EXERCISE AIM:
Only these lines of the data below are wanted: the one with "pub fn validate(&self)", the one with "pub struct ManagerConfig", and any lines between them, each repeated exactly.

Segment Start: DATASET EXCERPTS

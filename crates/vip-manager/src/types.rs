//! Runtime types for the VIP manager.

use std::net::IpAddr;
use std::path::PathBuf;
use std::time::Duration;

/// Interval of the forced re-verification tick
pub const DEFAULT_RECHECK_INTERVAL: Duration = Duration::from_secs(10);

pub use leader::DEFAULT_RETRY_DELAY;

/// Longest prefix for the address family of `address`
pub fn max_prefix_len(address: IpAddr) -> u8 {
    match address {
        IpAddr::V4(_) => 32,
        IpAddr::V6(_) => 128,
    }
}

/// Address this node claims while it is leader.
///
/// Built once at startup and shared read-only for the process lifetime.
#[derive(Debug, Clone, PartialEq, Eq)]
pub struct VipConfig {
    /// Virtual IP address
    pub address: IpAddr,

    /// Prefix length of the virtual IP's network
    pub prefix_len: u8,

    /// Network interface carrying the virtual IP
    pub interface: String,

    /// Identifier of this node as written in the leader marker
    pub node_name: String,

    /// Coordination store key holding the leader marker
    pub key: String,
}

impl VipConfig {
    /// Address in `address/prefix` form, as listed by `ip addr show`
    pub fn cidr(&self) -> String {
        format!("{}/{}", self.address, self.prefix_len)
    }

    /// Maximum prefix length for the address family
    pub fn max_prefix_len(&self) -> u8 {
        max_prefix_len(self.address)
    }

    /// Validate configuration
    pub fn validate(&self) -> Result<(), String> {
        if self.prefix_len > self.max_prefix_len() {
            return Err(format!(
                "Prefix length {} is out of range for {}",
                self.prefix_len, self.address
            ));
        }

        if self.interface.is_empty() {
            return Err("Interface name is required".to_string());
        }

        if self.node_name.is_empty() {
            return Err("Node name is required".to_string());
        }

        if self.key.is_empty() {
            return Err("Leader key is required".to_string());
        }

        Ok(())
    }
}

/// Timing for the coordinator and watcher
#[derive(Debug, Clone)]
pub struct ManagerConfig {
    /// Forced re-verification interval
    pub recheck_interval: Duration,

    /// Fixed delay between coordination store retries
    pub retry_delay: Duration,

    /// Buffer of the leadership channel
    pub state_channel_size: usize,
}

impl Default for ManagerConfig {
    fn default() -> Self {
        Self {
            recheck_interval: DEFAULT_RECHECK_INTERVAL,
            retry_delay: DEFAULT_RETRY_DELAY,
            state_channel_size: 1,
        }
    }
}

/// Duplicate address probe settings
#[derive(Debug, Clone)]
pub struct ProbeConfig {
    /// Probe before claiming the address.
    ///
    /// Off by default: a former leader that lost the store but still holds
    /// the address answers the probe and would keep the new leader from
    /// claiming it.
    pub enabled: bool,

    /// Number of probes to send
    pub count: u32,

    /// Overall probe deadline
    pub timeout: Duration,
}

impl Default for ProbeConfig {
    fn default() -> Self {
        Self {
            enabled: false,
            count: 2,
            timeout: Duration::from_secs(3),
        }
    }
}

/// External commands used to inspect and change addresses
#[derive(Debug, Clone)]
pub struct CommandPaths {
    /// iproute2 `ip` binary
    pub ip: PathBuf,

    /// iputils `arping` binary
    pub arping: PathBuf,
}

impl Default for CommandPaths {
    fn default() -> Self {
        Self {
            ip: PathBuf::from("ip"),
            arping: PathBuf::from("arping"),
        }
    }
}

Segment End: DATASET EXCERPTS

TASK ANSWER:
    pub fn validate(&self) -> Result<(), String> {
        if self.prefix_len > self.max_prefix_len() {
            return Err(format!(
                "Prefix length {} is out of range for {}",
                self.prefix_len, self.address
            ));
        }

        if self.interface.is_empty() {
            return Err("Interface name is required".to_string());
        }

        if self.node_name.is_empty() {
            return Err("Node name is required".to_string());
        }

        if self.key.is_empty() {
            return Err("Leader key is required".to_string());
        }

        Ok(())
    }
}

/// Timing for the coordinator and watcher
#[derive(Debug, Clone)]
pub struct ManagerConfig {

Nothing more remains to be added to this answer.